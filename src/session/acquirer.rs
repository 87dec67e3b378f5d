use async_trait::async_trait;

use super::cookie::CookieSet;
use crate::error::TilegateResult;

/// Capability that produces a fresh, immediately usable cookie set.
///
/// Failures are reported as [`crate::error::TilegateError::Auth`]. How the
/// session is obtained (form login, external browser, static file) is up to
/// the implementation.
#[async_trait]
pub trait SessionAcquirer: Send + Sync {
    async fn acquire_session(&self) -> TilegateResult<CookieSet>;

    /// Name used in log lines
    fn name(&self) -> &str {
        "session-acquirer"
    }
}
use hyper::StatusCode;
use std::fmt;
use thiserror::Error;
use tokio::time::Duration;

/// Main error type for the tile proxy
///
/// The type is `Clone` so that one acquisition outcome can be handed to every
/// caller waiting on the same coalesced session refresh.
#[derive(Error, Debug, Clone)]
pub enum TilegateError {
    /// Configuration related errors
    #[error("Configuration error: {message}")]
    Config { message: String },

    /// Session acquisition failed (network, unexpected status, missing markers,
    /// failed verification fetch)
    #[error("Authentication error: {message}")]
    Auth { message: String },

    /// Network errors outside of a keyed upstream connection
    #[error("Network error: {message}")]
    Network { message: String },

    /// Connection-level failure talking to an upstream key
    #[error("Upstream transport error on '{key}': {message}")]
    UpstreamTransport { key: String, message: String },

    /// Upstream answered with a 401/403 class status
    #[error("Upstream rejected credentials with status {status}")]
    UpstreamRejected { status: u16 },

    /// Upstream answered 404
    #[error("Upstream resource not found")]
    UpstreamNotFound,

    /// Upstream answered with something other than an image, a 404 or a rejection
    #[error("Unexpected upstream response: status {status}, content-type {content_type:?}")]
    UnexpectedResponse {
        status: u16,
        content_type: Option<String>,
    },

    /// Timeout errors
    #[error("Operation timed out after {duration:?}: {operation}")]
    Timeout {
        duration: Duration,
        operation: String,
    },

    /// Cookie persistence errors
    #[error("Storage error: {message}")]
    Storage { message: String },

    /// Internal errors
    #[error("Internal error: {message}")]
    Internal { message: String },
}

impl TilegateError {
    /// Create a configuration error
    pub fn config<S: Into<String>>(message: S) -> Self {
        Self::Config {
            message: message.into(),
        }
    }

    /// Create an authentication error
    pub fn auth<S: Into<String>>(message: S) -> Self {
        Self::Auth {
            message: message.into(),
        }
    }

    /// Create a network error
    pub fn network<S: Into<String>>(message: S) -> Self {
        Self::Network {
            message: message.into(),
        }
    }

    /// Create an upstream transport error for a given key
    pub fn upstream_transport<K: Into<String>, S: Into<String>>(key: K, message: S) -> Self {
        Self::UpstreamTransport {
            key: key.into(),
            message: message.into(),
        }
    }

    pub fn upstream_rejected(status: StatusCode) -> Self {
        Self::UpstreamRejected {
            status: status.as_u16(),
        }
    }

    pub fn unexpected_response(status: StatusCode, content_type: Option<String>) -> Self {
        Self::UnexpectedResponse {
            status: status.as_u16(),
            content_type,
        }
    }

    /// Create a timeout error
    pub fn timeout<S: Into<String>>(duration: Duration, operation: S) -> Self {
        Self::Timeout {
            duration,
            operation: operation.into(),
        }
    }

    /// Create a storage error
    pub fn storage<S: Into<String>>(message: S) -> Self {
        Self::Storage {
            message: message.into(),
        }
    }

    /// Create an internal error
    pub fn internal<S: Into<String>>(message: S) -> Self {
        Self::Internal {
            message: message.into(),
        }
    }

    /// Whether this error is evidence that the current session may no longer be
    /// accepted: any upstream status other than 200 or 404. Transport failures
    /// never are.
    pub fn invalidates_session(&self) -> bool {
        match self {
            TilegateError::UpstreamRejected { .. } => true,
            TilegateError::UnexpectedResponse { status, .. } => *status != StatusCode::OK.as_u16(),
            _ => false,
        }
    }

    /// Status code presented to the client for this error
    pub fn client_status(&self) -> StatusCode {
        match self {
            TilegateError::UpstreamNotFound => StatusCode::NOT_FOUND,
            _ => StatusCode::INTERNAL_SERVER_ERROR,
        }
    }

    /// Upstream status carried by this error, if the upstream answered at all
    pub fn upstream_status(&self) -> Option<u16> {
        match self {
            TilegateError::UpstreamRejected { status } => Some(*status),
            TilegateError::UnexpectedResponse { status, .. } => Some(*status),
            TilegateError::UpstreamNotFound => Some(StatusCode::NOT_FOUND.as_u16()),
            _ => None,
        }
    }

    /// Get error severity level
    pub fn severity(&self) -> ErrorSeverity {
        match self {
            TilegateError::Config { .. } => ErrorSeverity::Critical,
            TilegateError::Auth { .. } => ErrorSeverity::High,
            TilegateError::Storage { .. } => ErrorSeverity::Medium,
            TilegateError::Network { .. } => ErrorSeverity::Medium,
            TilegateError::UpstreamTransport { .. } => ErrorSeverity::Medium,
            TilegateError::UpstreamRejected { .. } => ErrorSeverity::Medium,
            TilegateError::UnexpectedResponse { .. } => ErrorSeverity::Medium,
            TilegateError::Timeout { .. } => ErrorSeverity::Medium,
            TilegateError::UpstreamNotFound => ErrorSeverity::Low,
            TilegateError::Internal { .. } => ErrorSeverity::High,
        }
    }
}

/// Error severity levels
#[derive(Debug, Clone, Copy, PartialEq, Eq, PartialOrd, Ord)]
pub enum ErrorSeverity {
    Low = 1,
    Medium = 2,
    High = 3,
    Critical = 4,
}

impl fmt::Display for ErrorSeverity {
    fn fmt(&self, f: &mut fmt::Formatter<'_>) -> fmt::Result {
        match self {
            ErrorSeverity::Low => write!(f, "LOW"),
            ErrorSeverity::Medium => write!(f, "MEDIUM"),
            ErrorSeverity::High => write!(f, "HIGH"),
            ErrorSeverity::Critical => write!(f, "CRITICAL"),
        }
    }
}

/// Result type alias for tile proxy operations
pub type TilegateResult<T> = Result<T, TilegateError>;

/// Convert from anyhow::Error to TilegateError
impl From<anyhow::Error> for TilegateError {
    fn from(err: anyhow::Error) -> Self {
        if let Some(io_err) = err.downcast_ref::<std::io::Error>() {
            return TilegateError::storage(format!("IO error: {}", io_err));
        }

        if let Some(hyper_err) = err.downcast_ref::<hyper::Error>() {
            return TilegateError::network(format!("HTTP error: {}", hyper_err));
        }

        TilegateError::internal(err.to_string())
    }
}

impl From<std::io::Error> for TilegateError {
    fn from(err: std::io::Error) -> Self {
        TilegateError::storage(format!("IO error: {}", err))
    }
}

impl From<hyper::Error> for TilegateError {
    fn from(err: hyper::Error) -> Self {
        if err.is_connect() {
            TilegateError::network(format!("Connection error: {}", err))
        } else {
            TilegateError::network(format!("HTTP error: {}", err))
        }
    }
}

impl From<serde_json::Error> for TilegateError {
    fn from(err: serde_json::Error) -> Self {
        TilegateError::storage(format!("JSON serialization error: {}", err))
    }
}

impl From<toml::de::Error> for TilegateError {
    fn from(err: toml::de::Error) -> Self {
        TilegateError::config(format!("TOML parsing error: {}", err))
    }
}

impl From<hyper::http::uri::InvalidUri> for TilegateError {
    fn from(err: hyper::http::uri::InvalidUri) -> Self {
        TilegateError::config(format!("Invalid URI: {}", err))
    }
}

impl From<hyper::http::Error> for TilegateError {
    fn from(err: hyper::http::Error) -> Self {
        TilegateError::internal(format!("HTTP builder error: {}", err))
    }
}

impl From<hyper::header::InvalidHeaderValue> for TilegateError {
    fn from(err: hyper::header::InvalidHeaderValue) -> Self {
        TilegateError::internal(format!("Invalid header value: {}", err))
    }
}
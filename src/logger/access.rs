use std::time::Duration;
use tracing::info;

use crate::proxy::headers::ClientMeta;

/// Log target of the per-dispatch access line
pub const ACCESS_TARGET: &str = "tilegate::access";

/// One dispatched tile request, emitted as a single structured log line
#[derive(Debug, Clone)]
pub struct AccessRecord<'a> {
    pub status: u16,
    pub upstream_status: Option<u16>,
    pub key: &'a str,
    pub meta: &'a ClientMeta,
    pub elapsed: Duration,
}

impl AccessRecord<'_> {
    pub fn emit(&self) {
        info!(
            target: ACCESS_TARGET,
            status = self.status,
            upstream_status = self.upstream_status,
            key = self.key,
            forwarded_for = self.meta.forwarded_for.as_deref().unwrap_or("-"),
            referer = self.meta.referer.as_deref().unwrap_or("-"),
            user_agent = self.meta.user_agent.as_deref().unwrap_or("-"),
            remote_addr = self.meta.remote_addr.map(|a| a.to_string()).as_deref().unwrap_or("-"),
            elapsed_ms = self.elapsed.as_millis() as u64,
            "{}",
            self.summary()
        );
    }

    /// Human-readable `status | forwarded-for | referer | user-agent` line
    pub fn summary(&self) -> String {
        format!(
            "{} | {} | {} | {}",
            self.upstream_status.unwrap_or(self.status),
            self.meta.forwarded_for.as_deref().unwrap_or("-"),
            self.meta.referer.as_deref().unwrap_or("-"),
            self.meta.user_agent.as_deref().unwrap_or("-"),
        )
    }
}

□ □ □ □

**Exercise objective**
Restate, word for word and with nothing added, the lines from the beginning of the records above through the line that contains "async fn acquire_session(&self)".

**Result of the exercise**
filename src/session/acquirer.rs
repository 87dec67e3b378f5d
use async_trait::async_trait;

use super::cookie::CookieSet;
use crate::error::TilegateResult;

/// Capability that produces a fresh, immediately usable cookie set.
///
/// Failures are reported as [`crate::error::TilegateError::Auth`]. How the
/// session is obtained (form login, external browser, static file) is up to
/// the implementation.
#[async_trait]
pub trait SessionAcquirer: Send + Sync {
    async fn acquire_session(&self) -> TilegateResult<CookieSet>;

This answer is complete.